(Saved entries)
....

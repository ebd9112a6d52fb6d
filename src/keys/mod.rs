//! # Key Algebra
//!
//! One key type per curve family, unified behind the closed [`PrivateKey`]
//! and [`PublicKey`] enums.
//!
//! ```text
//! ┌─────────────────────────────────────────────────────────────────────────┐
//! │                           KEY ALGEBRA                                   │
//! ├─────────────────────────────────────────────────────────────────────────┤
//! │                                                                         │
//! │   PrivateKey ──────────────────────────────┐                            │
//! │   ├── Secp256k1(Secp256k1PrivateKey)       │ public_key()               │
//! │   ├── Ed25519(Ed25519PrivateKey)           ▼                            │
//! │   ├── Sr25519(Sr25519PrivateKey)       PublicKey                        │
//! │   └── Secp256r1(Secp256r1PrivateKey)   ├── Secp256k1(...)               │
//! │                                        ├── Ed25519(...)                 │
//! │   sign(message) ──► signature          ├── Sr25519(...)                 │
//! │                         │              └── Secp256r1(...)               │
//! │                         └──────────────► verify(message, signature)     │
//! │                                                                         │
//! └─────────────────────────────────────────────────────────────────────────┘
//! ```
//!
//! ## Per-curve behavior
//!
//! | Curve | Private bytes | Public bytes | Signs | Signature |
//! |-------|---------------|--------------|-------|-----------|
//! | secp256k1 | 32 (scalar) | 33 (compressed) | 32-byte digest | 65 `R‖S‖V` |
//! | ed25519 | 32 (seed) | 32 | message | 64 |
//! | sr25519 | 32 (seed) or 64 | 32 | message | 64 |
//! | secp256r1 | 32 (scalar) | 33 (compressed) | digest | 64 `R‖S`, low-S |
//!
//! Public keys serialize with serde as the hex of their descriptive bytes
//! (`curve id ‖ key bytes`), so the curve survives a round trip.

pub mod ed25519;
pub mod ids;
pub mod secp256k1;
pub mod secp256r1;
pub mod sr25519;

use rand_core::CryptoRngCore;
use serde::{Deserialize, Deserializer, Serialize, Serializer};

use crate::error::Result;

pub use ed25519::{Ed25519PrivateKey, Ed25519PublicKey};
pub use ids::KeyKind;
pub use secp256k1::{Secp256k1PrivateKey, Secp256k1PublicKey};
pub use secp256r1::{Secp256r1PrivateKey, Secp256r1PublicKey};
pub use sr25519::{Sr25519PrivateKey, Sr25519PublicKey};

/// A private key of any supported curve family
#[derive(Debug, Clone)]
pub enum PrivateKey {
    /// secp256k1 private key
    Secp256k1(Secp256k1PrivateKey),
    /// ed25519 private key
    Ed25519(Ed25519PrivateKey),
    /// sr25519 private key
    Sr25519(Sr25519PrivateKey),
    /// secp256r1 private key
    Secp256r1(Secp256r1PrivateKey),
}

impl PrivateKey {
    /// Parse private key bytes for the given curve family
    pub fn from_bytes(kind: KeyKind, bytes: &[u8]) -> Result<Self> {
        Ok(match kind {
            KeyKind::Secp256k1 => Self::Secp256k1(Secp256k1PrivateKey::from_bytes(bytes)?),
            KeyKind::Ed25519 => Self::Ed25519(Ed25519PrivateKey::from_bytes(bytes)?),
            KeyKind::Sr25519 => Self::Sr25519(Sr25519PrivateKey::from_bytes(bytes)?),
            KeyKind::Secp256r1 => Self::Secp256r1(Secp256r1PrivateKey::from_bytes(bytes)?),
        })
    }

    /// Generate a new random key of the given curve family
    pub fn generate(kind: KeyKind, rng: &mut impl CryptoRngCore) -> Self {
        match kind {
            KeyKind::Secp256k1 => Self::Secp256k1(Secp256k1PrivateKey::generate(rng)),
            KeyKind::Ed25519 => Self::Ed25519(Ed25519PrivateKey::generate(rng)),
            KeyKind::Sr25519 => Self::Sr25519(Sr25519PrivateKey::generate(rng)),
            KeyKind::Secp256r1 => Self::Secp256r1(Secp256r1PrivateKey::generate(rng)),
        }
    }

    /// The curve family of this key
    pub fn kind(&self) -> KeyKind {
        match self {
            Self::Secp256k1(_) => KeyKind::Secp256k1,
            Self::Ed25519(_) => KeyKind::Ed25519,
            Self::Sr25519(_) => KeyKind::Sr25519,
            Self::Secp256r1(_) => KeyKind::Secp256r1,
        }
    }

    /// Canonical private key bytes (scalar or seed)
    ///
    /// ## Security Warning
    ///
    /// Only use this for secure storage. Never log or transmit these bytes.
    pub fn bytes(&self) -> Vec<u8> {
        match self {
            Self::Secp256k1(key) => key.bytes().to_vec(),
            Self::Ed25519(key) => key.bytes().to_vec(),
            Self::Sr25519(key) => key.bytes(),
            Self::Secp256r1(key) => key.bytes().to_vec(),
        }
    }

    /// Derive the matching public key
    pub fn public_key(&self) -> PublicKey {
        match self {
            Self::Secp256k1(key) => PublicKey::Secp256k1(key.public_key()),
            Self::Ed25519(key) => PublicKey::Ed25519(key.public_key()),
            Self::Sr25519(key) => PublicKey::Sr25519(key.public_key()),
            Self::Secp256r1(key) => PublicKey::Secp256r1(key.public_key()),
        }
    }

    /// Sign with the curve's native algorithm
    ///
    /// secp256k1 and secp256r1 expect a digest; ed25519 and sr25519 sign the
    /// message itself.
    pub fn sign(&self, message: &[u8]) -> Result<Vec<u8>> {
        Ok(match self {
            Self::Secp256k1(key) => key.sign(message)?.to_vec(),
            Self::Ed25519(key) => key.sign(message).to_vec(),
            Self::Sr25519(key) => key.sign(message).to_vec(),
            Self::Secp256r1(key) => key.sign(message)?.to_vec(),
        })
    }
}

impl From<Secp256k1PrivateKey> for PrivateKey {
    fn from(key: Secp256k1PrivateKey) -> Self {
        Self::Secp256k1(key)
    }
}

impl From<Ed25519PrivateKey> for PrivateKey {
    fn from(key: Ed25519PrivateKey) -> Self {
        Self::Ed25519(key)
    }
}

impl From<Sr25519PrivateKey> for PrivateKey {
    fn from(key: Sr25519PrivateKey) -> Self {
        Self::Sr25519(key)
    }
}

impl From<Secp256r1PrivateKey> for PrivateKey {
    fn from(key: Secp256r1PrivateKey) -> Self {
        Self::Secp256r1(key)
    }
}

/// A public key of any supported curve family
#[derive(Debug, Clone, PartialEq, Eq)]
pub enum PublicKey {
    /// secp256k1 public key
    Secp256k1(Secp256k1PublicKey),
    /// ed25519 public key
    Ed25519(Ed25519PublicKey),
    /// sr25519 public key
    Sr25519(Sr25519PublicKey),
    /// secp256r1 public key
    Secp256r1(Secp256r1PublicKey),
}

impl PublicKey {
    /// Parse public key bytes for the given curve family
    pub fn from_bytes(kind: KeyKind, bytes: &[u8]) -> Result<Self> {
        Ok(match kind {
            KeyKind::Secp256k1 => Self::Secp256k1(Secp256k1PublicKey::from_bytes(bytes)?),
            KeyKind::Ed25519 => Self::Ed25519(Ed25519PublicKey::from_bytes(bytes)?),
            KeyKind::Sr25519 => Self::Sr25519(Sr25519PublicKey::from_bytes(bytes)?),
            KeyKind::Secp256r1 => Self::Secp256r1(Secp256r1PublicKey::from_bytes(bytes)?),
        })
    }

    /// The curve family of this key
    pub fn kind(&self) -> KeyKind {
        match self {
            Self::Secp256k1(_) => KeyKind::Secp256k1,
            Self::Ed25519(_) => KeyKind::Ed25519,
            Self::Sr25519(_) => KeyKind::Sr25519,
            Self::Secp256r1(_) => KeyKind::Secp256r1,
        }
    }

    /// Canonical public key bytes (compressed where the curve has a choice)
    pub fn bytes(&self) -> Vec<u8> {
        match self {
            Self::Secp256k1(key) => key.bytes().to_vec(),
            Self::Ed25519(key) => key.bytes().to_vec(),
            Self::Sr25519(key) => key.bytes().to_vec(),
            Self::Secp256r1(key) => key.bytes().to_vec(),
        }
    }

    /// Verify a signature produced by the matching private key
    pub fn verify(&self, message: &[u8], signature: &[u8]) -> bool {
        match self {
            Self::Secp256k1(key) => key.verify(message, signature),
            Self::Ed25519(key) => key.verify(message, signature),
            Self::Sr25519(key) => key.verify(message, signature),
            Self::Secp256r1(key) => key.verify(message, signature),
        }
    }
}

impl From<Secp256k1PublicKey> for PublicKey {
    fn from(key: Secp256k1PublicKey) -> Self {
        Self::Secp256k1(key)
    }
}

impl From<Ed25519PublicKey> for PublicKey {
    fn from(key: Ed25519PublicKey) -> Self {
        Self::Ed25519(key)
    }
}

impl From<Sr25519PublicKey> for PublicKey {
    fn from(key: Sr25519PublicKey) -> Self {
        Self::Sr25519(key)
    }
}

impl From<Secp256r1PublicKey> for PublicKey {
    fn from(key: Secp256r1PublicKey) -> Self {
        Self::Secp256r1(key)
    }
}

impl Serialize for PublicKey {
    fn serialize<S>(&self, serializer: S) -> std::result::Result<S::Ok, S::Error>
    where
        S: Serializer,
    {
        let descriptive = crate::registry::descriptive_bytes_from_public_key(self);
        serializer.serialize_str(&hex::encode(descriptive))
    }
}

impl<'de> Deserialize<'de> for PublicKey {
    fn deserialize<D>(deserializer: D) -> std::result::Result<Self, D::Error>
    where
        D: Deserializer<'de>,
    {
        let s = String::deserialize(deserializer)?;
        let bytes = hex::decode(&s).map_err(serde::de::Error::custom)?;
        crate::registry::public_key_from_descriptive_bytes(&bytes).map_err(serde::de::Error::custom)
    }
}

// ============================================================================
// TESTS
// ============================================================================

....

Search the data above for the word "seed". Copy each line it is in.

**Task solution**
//! | ed25519 | 32 (seed) | 32 | message | 64 |
//! | sr25519 | 32 (seed) or 64 | 32 | message | 64 |
    /// Canonical private key bytes (scalar or seed)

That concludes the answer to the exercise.